Cara prof., mia figlia, insieme ai rappresentati di classe del suo liceo, ha inviato una lettera al preside con la quale chiedono un cambiamento nelle relazioni tra loro, il dirigente, i docenti, i bidelli e i genitori. E proprio la richiesta rivolta a noi genitori è quella che mi ha colpita di più: «Vi chiediamo se ritenete opportuno interferire nelle questioni che concernono solamente studenti e professori, irrompere nell’unico spazio dedicato esclusivamente a noi ragazzi e nel quale dovremmo avere pieno diritto d’espressione e affermazione. La scuola è un organismo autonomo rispetto alla famiglia, e tale autonomia è fondamentale. Nei nostri rapporti con il corpo docente è meglio che manteniate un atteggiamento di neutralità. Solo lasciando liberi i giovani ci si può aspettare una maturazione e acquisizione d’indipendenza». Credo che mai sia stato detto meglio quanto noi genitori possiamo essere invadenti. Lei che ne pensa? VALERIA
— Che dire, cara Valeria, resto anche io colpita dalla chiarezza con la quale questi ragazzi siano stati in grado di spiegare a noi adulti, nello specifico voi genitori, di come a un certo punto bisogna smettere di “intrudere” nelle loro vite. Uso a proposito un termine così desueto come intrudere, ma rende benissimo l’idea di ciò che troppo spesso si fa nelle vite degli altri. Introdursi è entrare nella casa di un altro senza essere invitato, e troppo spesso e in modo particolare negli ultimi anni le famiglie sono entrate nelle scuole con un’invadenza senza precedenza, rompendo tutte quelle regole, scritte e non scritte, che sovraintendono la relazione casa- famiglia.

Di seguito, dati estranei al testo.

//! Serialization for project calibration and sheet cut lists.
//!
//! Implements save/load for .skproj project files using JSON, storing the
//! calibration and per-sheet records verbatim — no schema transformation
//! happens here, so documents written by older builds keep loading through
//! the serde defaults.

use anyhow::{Context, Result};
use chrono::{DateTime, Utc};
use serde::{Deserialize, Serialize};
use std::path::Path;

use sheetkit_core::CalibrationState;

use crate::cuts::CutList;
use crate::placement::SheetPlacement;

/// Project file format version
const FILE_FORMAT_VERSION: &str = "1.0";

/// Complete project document.
#[derive(Debug, Clone, Serialize, Deserialize)]
pub struct ProjectFile {
    pub version: String,
    pub metadata: ProjectMetadata,
    #[serde(default)]
    pub calibration: CalibrationState,
    #[serde(default)]
    pub sheets: Vec<SheetEntry>,
}

/// Project metadata.
#[derive(Debug, Clone, Serialize, Deserialize)]
pub struct ProjectMetadata {
    pub name: String,
    pub created: DateTime<Utc>,
    pub modified: DateTime<Utc>,
    #[serde(default)]
    pub description: String,
}

/// One sheet's persisted geometry: extent, canvas placement, and cut list.
#[derive(Debug, Clone, Serialize, Deserialize)]
pub struct SheetEntry {
    pub name: String,
    pub width: f64,
    pub height: f64,
    #[serde(default)]
    pub placement: SheetPlacement,
    #[serde(default)]
    pub cuts: CutList,
}

impl ProjectFile {
    /// Creates an empty project document stamped with the current time.
    pub fn new(name: impl Into<String>) -> Self {
        let now = Utc::now();
        Self {
            version: FILE_FORMAT_VERSION.to_string(),
            metadata: ProjectMetadata {
                name: name.into(),
                created: now,
                modified: now,
                description: String::new(),
            },
            calibration: CalibrationState::default(),
            sheets: Vec::new(),
        }
    }

    /// Serializes the document as pretty-printed JSON.
    pub fn to_json_string(&self) -> Result<String> {
        serde_json::to_string_pretty(self).context("Failed to serialize project document")
    }

    /// Parses a document from JSON.
    pub fn from_json_string(json: &str) -> Result<Self> {
        serde_json::from_str(json).context("Failed to parse project document")
    }

    /// Writes the document to disk, refreshing the modified timestamp.
    pub fn save(&mut self, path: &Path) -> Result<()> {
        self.modified_now();
        let json = self.to_json_string()?;
        std::fs::write(path, json)
            .with_context(|| format!("Failed to write project file: {}", path.display()))?;
        Ok(())
    }

    /// Loads a document from disk.
    pub fn load(path: &Path) -> Result<Self> {
        let json = std::fs::read_to_string(path)
            .with_context(|| format!("Failed to read project file: {}", path.display()))?;
        Self::from_json_string(&json)
    }

    fn modified_now(&mut self) {
        self.metadata.modified = Utc::now();
    }
}
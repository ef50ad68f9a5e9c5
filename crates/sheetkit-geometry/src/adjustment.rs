//! Asset position corrections.
//!
//! Plotted assets keep their source coordinates and an optional manual
//! correction, both in native units. The deltas between the two are
//! computed, never stored from input, so the audit trail cannot drift from
//! the positions themselves.

use serde::{Deserialize, Serialize};

use sheetkit_core::Point;

/// An asset's source position plus an optional manual correction.
#[derive(Debug, Clone, Copy, PartialEq, Serialize, Deserialize)]
pub struct AssetPosition {
    /// Position from the imported data source.
    pub original: Point,
    /// Manually corrected position, when the user has moved the asset.
    #[serde(default)]
    pub adjusted: Option<Point>,
}

impl AssetPosition {
    pub fn new(original: Point) -> Self {
        Self {
            original,
            adjusted: None,
        }
    }

    /// The position to plot: the correction when present, else the source.
    pub fn current(&self) -> Point {
        self.adjusted.unwrap_or(self.original)
    }

    pub fn is_adjusted(&self) -> bool {
        self.adjusted.is_some()
    }

    /// Records a correction and returns the delta from the previous
    /// current position, for the adjustment log.
    pub fn adjust(&mut self, to: Point) -> AdjustmentDelta {
        let delta = AdjustmentDelta::between(self.current(), to);
        self.adjusted = Some(to);
        delta
    }

    /// Reverts to the source position.
    pub fn reset(&mut self) {
        self.adjusted = None;
    }

    /// Distance between source and correction; zero when unadjusted.
    pub fn delta_distance(&self) -> f64 {
        match self.adjusted {
            Some(adjusted) => self.original.distance_to(&adjusted),
            None => 0.0,
        }
    }
}

/// One logged movement, in native units.
#[derive(Debug, Clone, Copy, PartialEq, Serialize, Deserialize)]
pub struct AdjustmentDelta {
    pub delta_x: f64,
    pub delta_y: f64,
    pub delta_distance: f64,
}

impl AdjustmentDelta {
    pub fn between(from: Point, to: Point) -> Self {
        let delta_x = to.x - from.x;
        let delta_y = to.y - from.y;
        Self {
            delta_x,
            delta_y,
            delta_distance: (delta_x * delta_x + delta_y * delta_y).sqrt(),
        }
    }
}
//! Composite clip region computation.
//!
//! Folds a sheet's ordered cut list through the half-plane clipper to
//! derive the single visible region, in the sheet's local space (origin at
//! the sheet center). Each cut keeps the side containing the center unless
//! flipped; the running polygon is then trimmed to the sheet rectangle and
//! rounded to integer pixels for canvas clipping.
//!
//! The fold seeds from a rectangle padded well past the sheet so boundary
//! intersections of any plausible cut line land inside it; the final trim
//! makes the result independent of the padding choice.

use tracing::debug;

use sheetkit_core::constants::{CLIP_PADDING_FACTOR, GEOM_EPSILON};
use sheetkit_core::{Point, Result, TransformError};

use crate::clip::{clip_half_plane, polygon_area};
use crate::cuts::CutList;

/// The visible region of a sheet after all cuts, in local pixel units.
///
/// Derived, never persisted: recomputed wholesale whenever the cut list
/// changes. `None` at the call sites means the sheet is fully obscured.
#[derive(Debug, Clone, PartialEq)]
pub struct ClipPolygon {
    pub points: Vec<Point>,
}

impl ClipPolygon {
    pub fn area(&self) -> f64 {
        polygon_area(&self.points)
    }
}

/// Computes the visible region with the default seed padding.
///
/// `Ok(None)` means nothing is visible: the cuts removed everything, or the
/// sheet has no usable extent yet (unrendered sheets report zero size).
/// Non-finite dimensions or cut coordinates are hard errors.
pub fn compute_clip_polygon(
    sheet_width: f64,
    sheet_height: f64,
    cuts: &CutList,
) -> Result<Option<ClipPolygon>> {
    compute_clip_polygon_with_padding(sheet_width, sheet_height, cuts, CLIP_PADDING_FACTOR)
}

/// Same as [`compute_clip_polygon`] with an explicit padding factor for the
/// seed rectangle. Any factor that keeps every cut intersection inside the
/// seed yields an identical region; the parameter exists for tuning and for
/// demonstrating that stability.
pub fn compute_clip_polygon_with_padding(
    sheet_width: f64,
    sheet_height: f64,
    cuts: &CutList,
    padding_factor: f64,
) -> Result<Option<ClipPolygon>> {
    if !sheet_width.is_finite() || !sheet_height.is_finite() || !padding_factor.is_finite() {
        return Err(TransformError::NonFiniteInput.into());
    }
    cuts.validate()?;
    if sheet_width <= 0.0 || sheet_height <= 0.0 {
        return Ok(None);
    }

    let half_w = sheet_width / 2.0;
    let half_h = sheet_height / 2.0;
    let pad = padding_factor * sheet_width.max(sheet_height);
    let mut polygon = rectangle(half_w + pad, half_h + pad);

    for (index, cut) in cuts.iter().enumerate() {
        if cut.length() < GEOM_EPSILON {
            debug!(index, "skipping zero-length cut");
            continue;
        }
        polygon = keep_side(&polygon, cut.p1, cut.p2, cut.flipped);
        if polygon.is_empty() {
            debug!(index, "cut removed the entire region");
            return Ok(None);
        }
    }

    // Trim to the sheet itself: the four unflipped edge cuts keep exactly
    // the sheet rectangle, making the result independent of the seed pad.
    for (p1, p2) in sheet_edges(half_w, half_h) {
        polygon = keep_side(&polygon, p1, p2, false);
        if polygon.is_empty() {
            return Ok(None);
        }
    }

    // Downstream rendering clips the sheet image in pixel space; vertices
    // drop to whole pixels here.
    let points: Vec<Point> = polygon
        .iter()
        .map(|p| Point::new(p.x.round(), p.y.round()))
        .collect();
    if points.len() < 3 {
        return Ok(None);
    }
    Ok(Some(ClipPolygon { points }))
}

/// Clips `polygon` to one side of the line through `p1 -> p2`: the side
/// containing the sheet center by default, the opposite side when flipped.
fn keep_side(polygon: &[Point], p1: Point, p2: Point, flipped: bool) -> Vec<Point> {
    let len = p1.distance_to(&p2);
    let dir = Point::new((p2.x - p1.x) / len, (p2.y - p1.y) / len);

    // Candidate perpendicular, left of the cut direction.
    let mut perp = Point::new(-dir.y, dir.x);

    // Point it at the sheet center (the local origin). A cut through the
    // center leaves the dot product at zero and keeps the candidate.
    let mid = p1.midpoint(&p2);
    if perp.x * -mid.x + perp.y * -mid.y < 0.0 {
        perp = Point::new(-perp.x, -perp.y);
    }
    if flipped {
        perp = Point::new(-perp.x, -perp.y);
    }

    // Order the edge so the clipper's inclusive left side is the chosen
    // side.
    let (edge_p1, edge_p2) = if dir.x * perp.y - dir.y * perp.x >= 0.0 {
        (p1, p2)
    } else {
        (p2, p1)
    };
    clip_half_plane(polygon, edge_p1, edge_p2)
}

fn rectangle(half_w: f64, half_h: f64) -> Vec<Point> {
    vec![
        Point::new(-half_w, -half_h),
        Point::new(half_w, -half_h),
        Point::new(half_w, half_h),
        Point::new(-half_w, half_h),
    ]
}

fn sheet_edges(half_w: f64, half_h: f64) -> [(Point, Point); 4] {
    [
        (Point::new(-half_w, -half_h), Point::new(half_w, -half_h)),
        (Point::new(half_w, -half_h), Point::new(half_w, half_h)),
        (Point::new(half_w, half_h), Point::new(-half_w, half_h)),
        (Point::new(-half_w, half_h), Point::new(-half_w, -half_h)),
    ]
}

Mail che arrivano a ogni ora, agguati nell’atrio dell’istituto per un colloquio fuori programma, fino ad arrivare alla chiamata al figlio nell’ora di lezione, che si vede costretto a passare il telefono al prof. Questo solo per citare alcune delle intrusioni più esplicite che dobbiamo subire senza preavviso e fuori contesto. Ma la cosa più interessante è che queste incursioni non sono richieste dai poveri figli che si trovano spesso in imbarazzo.

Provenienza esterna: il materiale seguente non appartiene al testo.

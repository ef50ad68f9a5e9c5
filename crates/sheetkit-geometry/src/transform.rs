//! Conversion between native survey coordinates and canvas pixels.
//!
//! Two modes, selected by the calibration state:
//!
//! - **Direct mode**: native (0, 0) sits at a fixed pixel origin and
//!   coordinates scale linearly by pixels-per-meter.
//! - **Anchored mode**: a reference asset's native position is pinned to a
//!   canvas pixel, and the whole overlay rotates around that pin. Active
//!   whenever the calibration carries a placed reference anchor.
//!
//! Degree-unit projects convert deltas to meters with the equirectangular
//! approximation before scaling. The reference latitude for that conversion
//! is the anchor's latitude in anchored mode but the point's own latitude
//! in direct mode; the asymmetry is longstanding observed behavior that
//! calibrated projects depend on, so both directions reproduce it exactly.
//!
//! A calibration without a usable scale degrades every transform to
//! `(0, 0)` instead of failing: measuring before calibrating is an ordinary
//! user sequence and must leave the editor interactive.

use tracing::warn;

use sheetkit_core::{
    degrees_delta_to_meters, meters_to_degrees_delta, CalibrationState, CoordUnit, Point,
    ReferenceAnchor,
};

/// Converts a native-space point to canvas pixels.
///
/// Anchored mode:
/// ```text
/// m = to_meters(native - anchor.native_pos)      // at the anchor latitude
/// r = rotate_cw(m, anchor.rotation_deg)
/// pixel = anchor.anchor_pixel + r * ppm
/// ```
///
/// Direct mode:
/// ```text
/// pixel = origin + to_meters(native) * ppm       // at the point's latitude
/// ```
pub fn native_to_pixel(native: Point, calib: &CalibrationState) -> Point {
    let Some(ppm) = calib.scale() else {
        warn!("transform requested without a valid pixels-per-meter; returning (0,0)");
        return Point::ZERO;
    };
    match calib.reference {
        Some(anchor) if anchor.is_placed() => anchored_to_pixel(native, &anchor, calib.unit, ppm),
        _ => direct_to_pixel(native, calib.origin, calib.unit, ppm),
    }
}

/// Converts a canvas pixel to native space. Exact algebraic inverse of
/// [`native_to_pixel`] in both modes and both units.
pub fn pixel_to_native(pixel: Point, calib: &CalibrationState) -> Point {
    let Some(ppm) = calib.scale() else {
        warn!("transform requested without a valid pixels-per-meter; returning (0,0)");
        return Point::ZERO;
    };
    match calib.reference {
        Some(anchor) if anchor.is_placed() => anchored_to_native(pixel, &anchor, calib.unit, ppm),
        _ => direct_to_native(pixel, calib.origin, calib.unit, ppm),
    }
}

fn anchored_to_pixel(native: Point, anchor: &ReferenceAnchor, unit: CoordUnit, ppm: f64) -> Point {
    let delta = Point::new(
        native.x - anchor.native_pos.x,
        native.y - anchor.native_pos.y,
    );
    let meters = match unit {
        CoordUnit::Meters => delta,
        CoordUnit::Degrees => degrees_delta_to_meters(delta.x, delta.y, anchor.native_pos.y),
    };

    let rad = anchor.rotation_deg.to_radians();
    let (sin_r, cos_r) = (rad.sin(), rad.cos());
    let rot_x = meters.x * cos_r - meters.y * sin_r;
    let rot_y = meters.x * sin_r + meters.y * cos_r;

    Point::new(
        anchor.anchor_pixel.x + rot_x * ppm,
        anchor.anchor_pixel.y + rot_y * ppm,
    )
}

fn anchored_to_native(pixel: Point, anchor: &ReferenceAnchor, unit: CoordUnit, ppm: f64) -> Point {
    let dx = (pixel.x - anchor.anchor_pixel.x) / ppm;
    let dy = (pixel.y - anchor.anchor_pixel.y) / ppm;

    // Undo the overlay rotation.
    let rad = anchor.rotation_deg.to_radians();
    let (sin_r, cos_r) = (rad.sin(), rad.cos());
    let meters = Point::new(dx * cos_r + dy * sin_r, -dx * sin_r + dy * cos_r);

    let delta = match unit {
        CoordUnit::Meters => meters,
        CoordUnit::Degrees => match meters_to_degrees_delta(meters, anchor.native_pos.y) {
            Some(d) => d,
            None => {
                warn!("reference anchor sits at a pole; returning (0,0)");
                return Point::ZERO;
            }
        },
    };

    Point::new(anchor.native_pos.x + delta.x, anchor.native_pos.y + delta.y)
}

fn direct_to_pixel(native: Point, origin: Point, unit: CoordUnit, ppm: f64) -> Point {
    let meters = match unit {
        CoordUnit::Meters => native,
        // The delta is taken against native (0,0) at the point's own
        // latitude.
        CoordUnit::Degrees => degrees_delta_to_meters(native.x, native.y, native.y),
    };
    Point::new(origin.x + meters.x * ppm, origin.y + meters.y * ppm)
}

fn direct_to_native(pixel: Point, origin: Point, unit: CoordUnit, ppm: f64) -> Point {
    let meters = Point::new((pixel.x - origin.x) / ppm, (pixel.y - origin.y) / ppm);
    match unit {
        CoordUnit::Meters => meters,
        CoordUnit::Degrees => {
            // Latitude only depends on the Y component, so recover it
            // first, then divide longitude by the cosine of the recovered
            // latitude. This mirrors the forward direction exactly.
            let lat = -(meters.y / sheetkit_core::constants::METERS_PER_DEGREE);
            match meters_to_degrees_delta(meters, lat) {
                Some(d) => d,
                None => {
                    warn!("recovered latitude sits at a pole; returning (0,0)");
                    return Point::ZERO;
                }
            }
        }
    }
}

Trovo quindi molto interessante, cara Valeria, che ci sia stata una presa di posizione da parte di questi ragazzi che vi stanno, ci stanno chiedendo: lasciateci crescere! La vostra pressione, la paura per i nostri insuccessi, le nostre fatiche, il sostituirvi ai nostri desideri non ci permettono un confronto diretto con i docenti. Permetteteci di creare, nelle nostre mattine in classe, relazioni impostate sulla capacità di essere solo noi i portatoti delle nostre istanze e delle nostre richieste. E da insegnante ti dico: non c’è niente di più vero! Lasciateci confrontarci e scontrarci, solo così impareremo tutti qualcosa.